Snipers Kill Palestinian, Wound 2 Others at Beirut Refugee Camp Despite Truce
BEIRUT — Snipers killed a Palestinian man and wounded two others who were unloading relief supplies at Chatilla refugee camp Monday, hours after a truce was declared to end the long struggle for control of Palestinian refugee camps in Lebanon.
The three-truck, Kuwaiti-funded convoy was loaded with 40 tons of food, blankets and clothes.
Shortly before the convoy reached the camp, Shia Muslim Amal militiamen and Palestinian fighters exchanged sniper and machine-gun fire, despite their acceptance of the truce arranged Sunday by the Syrian army. The cease-fire agreement went into effect at 8 a.m. Monday.
The truce was called around Chatilla and the sprawling nearby camp of Borj el Brajne after a meeting among Palestinian commanders, Syrian observers and representatives of Amal.
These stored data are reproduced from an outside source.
//! Wire schema for the live channel.
//!
//! Every frame is a tagged variant with a fixed payload per kind, encoded
//! with bincode:
//! ```text
//!  client ──► server   OutboundFrame::{Join, Leave, Push { correlation_id, ClientEvent }}
//!  server ──► client   InboundFrame::{JoinReply, Reply, Broadcast, LeaveReply, Error}
//! ```
//!
//! Inbound frames are validated after decoding; a frame that decodes but
//! carries an empty identifier fails with [`TransportError::MalformedMessage`].

use live_core::{Operation, SyncError};
use serde::{Deserialize, Serialize};

/// Identifier tagged onto every pushed event: adapter id followed by the
/// send index.
pub type CorrelationId = String;

/// Events a client pushes to the room.
#[derive(Debug, Clone, PartialEq, Eq, Serialize, Deserialize)]
pub enum ClientEvent {
    /// Local edit, authored against `revision`
    Operation {
        module_id: String,
        operation: Operation,
        revision: u64,
    },
    ModuleSaved { module_id: String },
    DirectoryUpdated { directory_id: String },
    /// The module this user is looking at
    UserCurrentModule { module_id: String },
    /// Ask for the authoritative contents of a module (desync recovery)
    ModuleStateRequest { module_id: String },
}

impl ClientEvent {
    /// Module the event concerns, if any.
    pub fn module_id(&self) -> Option<&str> {
        match self {
            ClientEvent::Operation { module_id, .. }
            | ClientEvent::ModuleSaved { module_id }
            | ClientEvent::UserCurrentModule { module_id }
            | ClientEvent::ModuleStateRequest { module_id } => Some(module_id),
            ClientEvent::DirectoryUpdated { .. } => None,
        }
    }

    /// Channel event name.
    pub fn name(&self) -> &'static str {
        match self {
            ClientEvent::Operation { .. } => "operation",
            ClientEvent::ModuleSaved { .. } => "module:saved",
            ClientEvent::DirectoryUpdated { .. } => "directory:updated",
            ClientEvent::UserCurrentModule { .. } => "user:current-module",
            ClientEvent::ModuleStateRequest { .. } => "live:module_state",
        }
    }
}

/// Frames sent by the client.
#[derive(Debug, Clone, PartialEq, Eq, Serialize, Deserialize)]
pub enum OutboundFrame {
    Join { topic: String },
    Leave,
    Push {
        correlation_id: CorrelationId,
        event: ClientEvent,
    },
}

/// Contents of one module at a revision.
#[derive(Debug, Clone, PartialEq, Eq, Serialize, Deserialize)]
pub struct ModuleSnapshot {
    pub module_id: String,
    pub code: String,
    pub revision: u64,
}

/// Outcome of a push or join.
#[derive(Debug, Clone, PartialEq, Eq, Serialize, Deserialize)]
pub enum ReplyStatus {
    Ok,
    Error(String),
}

/// Events the room broadcasts.
#[derive(Debug, Clone, PartialEq, Eq, Serialize, Deserialize)]
pub enum ServerEvent {
    /// Operation folded into the module at `revision` (the revision it was
    /// applied on top of)
    Operation {
        module_id: String,
        operation: Operation,
        revision: u64,
    },
    /// Authoritative snapshot of a module
    ModuleState {
        module_id: String,
        code: String,
        revision: u64,
    },
    ModuleSaved { module_id: String },
    DirectoryUpdated { directory_id: String },
    UserCurrentModule { user_id: String, module_id: String },
    UserEntered { user_id: String },
    UserLeft { user_id: String },
}

impl ServerEvent {
    fn module_id(&self) -> Option<&str> {
        match self {
            ServerEvent::Operation { module_id, .. }
            | ServerEvent::ModuleState { module_id, .. }
            | ServerEvent::ModuleSaved { module_id }
            | ServerEvent::UserCurrentModule { module_id, .. } => Some(module_id),
            _ => None,
        }
    }
}

/// Frames received from the room.
#[derive(Debug, Clone, PartialEq, Eq, Serialize, Deserialize)]
pub enum InboundFrame {
    JoinReply {
        status: ReplyStatus,
        modules: Vec<ModuleSnapshot>,
    },
    /// Answer to one push
    Reply {
        correlation_id: CorrelationId,
        status: ReplyStatus,
    },
    /// Room event; `correlation_id` is the sender's tag when the event
    /// originated from a push
    Broadcast {
        correlation_id: Option<CorrelationId>,
        event: ServerEvent,
    },
    LeaveReply,
    /// Channel error; a missing payload means the connection was lost
    Error { payload: Option<String> },
}

impl OutboundFrame {
    /// Serialize to binary wire format.
    pub fn encode(&self) -> Result<Vec<u8>, TransportError> {
        encode(self)
    }

    /// Deserialize from binary wire format.
    pub fn decode(bytes: &[u8]) -> Result<Self, TransportError> {
        decode(bytes)
    }
}

impl InboundFrame {
    /// The synthetic frame delivered when the socket goes away.
    pub fn connection_loss() -> Self {
        InboundFrame::Error { payload: None }
    }

    /// Serialize to binary wire format.
    pub fn encode(&self) -> Result<Vec<u8>, TransportError> {
        encode(self)
    }

    /// Deserialize and validate.
    pub fn decode(bytes: &[u8]) -> Result<Self, TransportError> {
        let frame: Self = decode(bytes)?;
        frame.validate()?;
        Ok(frame)
    }

    /// Reject frames whose identifiers are empty.
    pub fn validate(&self) -> Result<(), TransportError> {
        match self {
            InboundFrame::JoinReply { modules, .. } => {
                if modules.iter().any(|m| m.module_id.is_empty()) {
                    return Err(malformed("join reply with empty module id"));
                }
            }
            InboundFrame::Reply { correlation_id, .. } => {
                if correlation_id.is_empty() {
                    return Err(malformed("reply without correlation id"));
                }
            }
            InboundFrame::Broadcast {
                correlation_id,
                event,
            } => {
                if correlation_id.as_deref() == Some("") {
                    return Err(malformed("broadcast with empty correlation id"));
                }
                if event.module_id() == Some("") {
                    return Err(malformed("broadcast with empty module id"));
                }
            }
            InboundFrame::LeaveReply | InboundFrame::Error { .. } => {}
        }
        Ok(())
    }
}

fn encode<T: Serialize>(value: &T) -> Result<Vec<u8>, TransportError> {
    bincode::serde::encode_to_vec(value, bincode::config::standard())
        .map_err(|e| TransportError::Encode(e.to_string()))
}

fn decode<T: for<'de> Deserialize<'de>>(bytes: &[u8]) -> Result<T, TransportError> {
    let (value, _) = bincode::serde::decode_from_slice(bytes, bincode::config::standard())
        .map_err(|e| TransportError::MalformedMessage(e.to_string()))?;
    Ok(value)
}

fn malformed(reason: &str) -> TransportError {
    TransportError::MalformedMessage(reason.to_string())
}

/// Transport errors.
#[derive(Debug, Clone, PartialEq, Eq)]
pub enum TransportError {
    /// Send attempted with no active channel
    ChannelUnavailable,
    /// The socket went away
    ConnectionLoss,
    /// The room answered a push with an error
    RemoteRejection {
        correlation_id: CorrelationId,
        reason: String,
    },
    MalformedMessage(String),
    Encode(String),
    Connect(String),
    /// A document's state machine refused the operation
    Sync(SyncError),
}

impl std::fmt::Display for TransportError {
    fn fmt(&self, f: &mut std::fmt::Formatter<'_>) -> std::fmt::Result {
        match self {
            Self::ChannelUnavailable => write!(f, "No active channel"),
            Self::ConnectionLoss => write!(f, "Connection lost"),
            Self::RemoteRejection {
                correlation_id,
                reason,
            } => write!(f, "Message {correlation_id} rejected: {reason}"),
            Self::MalformedMessage(e) => write!(f, "Malformed message: {e}"),
            Self::Encode(e) => write!(f, "Encode error: {e}"),
            Self::Connect(e) => write!(f, "Connect error: {e}"),
            Self::Sync(e) => write!(f, "{e}"),
        }
    }
}

impl std::error::Error for TransportError {}

impl From<SyncError> for TransportError {
    fn from(e: SyncError) -> Self {
        TransportError::Sync(e)
    }
}
//! Transport adapter: one per live session.
//!
//! Owns the channel, the pending-message table, the send counter and the
//! session registry. Every outbound push gets a correlation id
//! `"{identifier}{index}"` and an entry in the pending table. Inbound
//! broadcasts whose id is found (and removed) there are our own echoes: for
//! operations that is the acknowledgement. Everything else is a remote event.
//!
//! ```text
//!  editor ── send_code_update ──► registry[module] ── Outgoing ──► push ──► channel
//!                                        ▲
//!  channel ── handle_frame ──► own echo? ┤ yes: server_ack (maybe push buffer)
//!                                        └ no:  apply_server ──► LiveEvent::ApplyOperation
//! ```
//!
//! The adapter is driven from a single task; it never spawns and never
//! blocks. Events for the editor and the signal handler go out on the
//! receiver returned by [`LiveTransport::take_event_rx`].

use std::collections::HashMap;

use live_core::{Operation, Outgoing, SessionRegistry, SyncError};
use tokio::sync::mpsc;
use uuid::Uuid;

use crate::channel::Channel;
use crate::config::LiveConfig;
use crate::protocol::{
    ClientEvent, CorrelationId, InboundFrame, OutboundFrame, ReplyStatus, ServerEvent,
    TransportError,
};

/// Events emitted by the transport.
#[derive(Debug, Clone, PartialEq, Eq)]
pub enum LiveEvent {
    /// Room joined; these modules were seeded from the reply
    Joined { modules: Vec<String> },
    JoinRejected { reason: String },
    Left,
    /// Apply a remote operation to the editor buffer of `module_id`
    ApplyOperation {
        module_id: String,
        operation: Operation,
    },
    /// Replace the editor buffer of `module_id` with `code`
    Resynced { module_id: String, code: String },
    /// `module_id` lost sync; its snapshot has been requested
    Desync { module_id: String },
    /// The room refused one of our pushes; `error` is a
    /// [`TransportError::RemoteRejection`]
    Rejected {
        module_id: Option<String>,
        error: TransportError,
    },
    /// Room event that is not an operation or snapshot
    Signal(ServerEvent),
    /// Channel error with a payload
    ChannelError(String),
    /// The channel went away
    ConnectionLoss,
}

/// A push waiting for its echo.
#[derive(Debug, Clone)]
struct PendingMessage {
    module_id: Option<String>,
}

/// The transport adapter.
pub struct LiveTransport<C: Channel> {
    /// Prefix of every correlation id
    identifier: Uuid,
    /// Index of the next push
    message_index: u64,
    pending: HashMap<CorrelationId, PendingMessage>,
    channel: Option<C>,
    /// Set when the channel went away on its own, cleared by `connect`
    connection_lost: bool,
    topic: Option<String>,
    registry: SessionRegistry,
    config: LiveConfig,
    event_tx: mpsc::UnboundedSender<LiveEvent>,
    event_rx: Option<mpsc::UnboundedReceiver<LiveEvent>>,
}
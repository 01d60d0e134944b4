//! # live-collab — Live channel transport for sandbox editing sessions
//!
//! Connects the per-module OT state machines of `live-core` to the room's
//! live channel.
//!
//! ## Architecture
//!
//! ```text
//! ┌──────────────┐  OutboundFrame   ┌───────────┐   WebSocket   ┌──────────┐
//! │ LiveTransport│ ───────────────► │ WsChannel │ ◄───────────► │ live room│
//! │              │ ◄─────────────── │           │               │          │
//! └──────┬───────┘  InboundFrame    └───────────┘               └──────────┘
//!        │
//!        ▼
//! ┌────────────────┐
//! │ SessionRegistry│ ── one ClientStateMachine per module
//! └────────────────┘
//! ```
//!
//! ## Modules
//!
//! - [`protocol`] — Tagged wire frames (bincode-encoded) and transport errors
//! - [`channel`] — Channel seam and the tokio-tungstenite implementation
//! - [`transport`] — Correlation ids, pending table, echo demultiplexing
//! - [`config`] — Connection settings

pub mod protocol;
pub mod channel;
pub mod transport;
pub mod config;

// Re-exports for convenience
pub use protocol::{
    ClientEvent, CorrelationId, InboundFrame, ModuleSnapshot, OutboundFrame, ReplyStatus,
    ServerEvent, TransportError,
};
pub use channel::{Channel, WsChannel};
pub use transport::{LiveEvent, LiveTransport};
pub use config::LiveConfig;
Under the agreement, both sides approved a comprehensive cease-fire on all fronts and an end to the five-month-old Amal siege of the refugee camps.
But Amal, Lebanon’s largest Syrian-backed Muslim militia group, said in a separate statement that the accord was conditional on a Palestinian guerrilla withdrawal from several strategic positions overlooking Sidon, a port city 24 miles south of Beirut.
A Palestinian official, however, said no withdrawals could take place before Amal lifts its siege of the camps.